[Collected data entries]
◇ ◇ ◇ ◇ ◇ ◇ ◇

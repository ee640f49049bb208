//! Session lifecycle orchestration.
//!
//! The [`SessionController`] is the single writer of [`AuthState`], the
//! persisted session record and the completeness cache. Every state change
//! goes through one `watch::Sender::send_if_modified` call, so the comparison
//! against the current token or generation happens at write time, under the
//! same lock as the write.

mod state;

use std::sync::atomic::{AtomicBool, Ordering};
use std::sync::{Arc, Mutex, PoisonError, Weak};

use tokio::sync::{broadcast, watch};
use tokio::task::JoinHandle;

use crate::completeness::CompletenessEvaluator;
use crate::config::AuthConfig;
use crate::deadline;
use crate::routing::{Navigation, RoutePolicy};
use crate::storage::{
    CompletenessCache, CompletenessStatus, KeyValueStorage, MemoryStorage, SessionCache,
};
use crate::traits::{DataStore, Navigator, Notice, Notifier, SessionGateway, TracingNotifier};
use crate::types::{
    AuthEvent, AuthResult, OAuthProvider, Session, SignOutScope, UserAttributes, UserId,
};

pub use state::AuthState;
use state::{Adoption, Evaluation};

/// Wiring for a [`SessionController`].
pub struct ControllerBuilder<G, D> {
    gateway: Arc<G>,
    data_store: Arc<D>,
    navigator: Arc<dyn Navigator>,
    notifier: Arc<dyn Notifier>,
    storage: Arc<dyn KeyValueStorage>,
    config: AuthConfig,
}

impl<G: SessionGateway, D: DataStore> ControllerBuilder<G, D> {
    #[must_use]
    pub fn with_config(mut self, config: AuthConfig) -> Self {
        self.config = config;
        self
    }

    /// Backend for the persisted session and completeness caches
    /// (default: in-memory).
    #[must_use]
    pub fn with_storage(mut self, storage: Arc<dyn KeyValueStorage>) -> Self {
        self.storage = storage;
        self
    }

    /// Receiver of user-facing notices (default: the log).
    #[must_use]
    pub fn with_notifier(mut self, notifier: Arc<dyn Notifier>) -> Self {
        self.notifier = notifier;
        self
    }

    /// Build the controller and subscribe to the gateway's change events.
    ///
    /// Must be called inside a Tokio runtime. Call
    /// [`initialize`](SessionController::initialize) afterwards.
    #[must_use]
    pub fn start(self) -> Arc<SessionController<G, D>> {
        let completeness_cache =
            CompletenessCache::new(self.storage.clone(), self.config.completeness_prefix.clone());
        let session_cache = SessionCache::new(self.storage, self.config.session_key.clone());
        let evaluator = CompletenessEvaluator::new(
            self.data_store,
            completeness_cache.clone(),
            self.config.request_timeout,
        );
        let (state, _) = watch::channel(AuthState::default());

        let events = self.gateway.subscribe();
        let controller = Arc::new(SessionController {
            policy: RoutePolicy::new(self.config.routes.clone()),
            config: self.config,
            gateway: self.gateway,
            evaluator,
            session_cache,
            completeness_cache,
            navigator: self.navigator,
            notifier: self.notifier,
            state,
            initialized: AtomicBool::new(false),
            listener: Mutex::new(None),
        });

        let handle = tokio::spawn(listen(Arc::downgrade(&controller), events));
        *controller.listener_slot() = Some(handle);
        controller
    }
}

async fn listen<G: SessionGateway, D: DataStore>(
    controller: Weak<SessionController<G, D>>,
    mut events: broadcast::Receiver<AuthEvent>,
) {
    loop {
        let received = events.recv().await;
        let Some(controller) = controller.upgrade() else {
            break;
        };
        match received {
            Ok(event) => controller.on_remote_change(event).await,
            Err(broadcast::error::RecvError::Lagged(missed)) => {
                tracing::warn!(missed, "Auth events dropped; revalidating session");
                controller.validate().await;
            }
            Err(broadcast::error::RecvError::Closed) => {
                tracing::debug!("Auth event stream closed");
                break;
            }
        }
    }
}

/// Owns the client's auth state and every operation that changes it.
pub struct SessionController<G, D> {
    config: AuthConfig,
    policy: RoutePolicy,
    gateway: Arc<G>,
    evaluator: CompletenessEvaluator<D>,
    session_cache: SessionCache,
    completeness_cache: CompletenessCache,
    navigator: Arc<dyn Navigator>,
    notifier: Arc<dyn Notifier>,
    state: watch::Sender<AuthState>,
    initialized: AtomicBool,
    listener: Mutex<Option<JoinHandle<()>>>,
}
#![doc = include_str!("../README.md")]

pub mod completeness;
pub mod config;
pub mod controller;
mod deadline;
pub mod error;
#[cfg(feature = "http")]
pub mod http;
#[cfg(feature = "http")]
pub mod pkce;
pub mod routing;
pub mod storage;
pub mod traits;
pub mod types;

#[cfg(test)]
mod fakes;

// Re-exports for convenient access
pub use completeness::{
    CompletenessEvaluator, is_core_profile_complete, is_music_preferences_complete,
};
pub use config::AuthConfig;
pub use controller::{AuthState, ControllerBuilder, SessionController};
pub use error::Error;
#[cfg(feature = "http")]
pub use http::{GatewayConfig, HttpGateway, RestDataStore};
#[cfg(feature = "http")]
pub use pkce::PkcePair;
pub use routing::{
    Navigation, NavigationMode, RouteDecision, RouteInputs, RoutePaths, RoutePolicy,
};
pub use storage::{
    CompletenessCache, CompletenessStatus, FileStorage, KeyValueStorage, MemoryStorage,
    PersistedSession, SessionCache, UnavailableStorage,
};
pub use traits::{
    Collection, DataStore, Navigator, Notice, NoticeLevel, Notifier, Row, SessionGateway,
    TracingNotifier,
};
pub use types::{
    AccessToken, AuthEvent, AuthEventKind, AuthResponse, AuthResult, AuthorizationRequest,
    OAuthProvider, Session, SignOutScope, User, UserAttributes, UserId,
};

◇ ◇ ◇ ◇ ◇ ◇ ◇

Please copy every line of the data that carries the string "Receiver".

■ Written answer
    /// Receiver of user-facing notices (default: the log).
    mut events: broadcast::Receiver<AuthEvent>,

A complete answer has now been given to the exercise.